We also incorporate risk assessment into every purchasing decision. This means thinking about the country in which items are produced and the standards governing how workers are treated. It also means evaluating how well producers control processes and whether they follow industry best practices. Being “Sustainable by Design” means not only protecting the environment but also preserving our reputation for quality.

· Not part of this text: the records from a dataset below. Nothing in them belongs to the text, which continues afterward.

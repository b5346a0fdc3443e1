//! Core types and errors for kernel evaluation

pub mod error;
pub mod types;

pub use self::error::*;
pub use self::types::*;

Carbon Footprint Calculator

Our carbon footprint calculator assesses the environmental impact of each Ethan Allen location—and our combined global environmental impact. We established baseline readings at different locations, planned and implemented changes, and set annual target metrics for six key areas:

  1. Overall carbon footprint. We took baseline measurements, measured in tons of CO2e released per year, and implemented changes in our manufacturing facilities starting in 2010. In 2011, we added distribution centers to our initiative, and in 2016 we have expanded this method into our Retail Design Centers.
  2. Electricity. In our manufacturing operations, we burn sawdust and scrap wood to generate steam and, in some locations, we use that steam to cogenerate electricity. We’ve also implemented more energy-efficient lighting throughout the company. These measures help us lower the total kilowatt-hours we purchase from the grid.
  3. Water. We’re using fewer gallons of water than we once did thanks to initiatives like installing low-flow toilets, adding restrictors to certain water systems, and improving delivery efficiency.
  4. Landfill waste. From our corporate offices to every manufacturing, distribution, and retail location, we make it easy for employees to recycle as many items as possible, reducing our contribution to landfills.
  5. Greenhouse gas. In addition to cutting carbon, we’re working hard to release fewer pounds of other greenhouse gases that can increase the greenhouse effect.
  6. Biomass. Our manufacturing business uses wood products as raw material in much that we manufacture. When we combust wood leftovers from our manufacturing operations and burn them for steam generation, we not only cut energy costs but also get true cogeneration when the same steam for heating is used to dry lumber or make energy.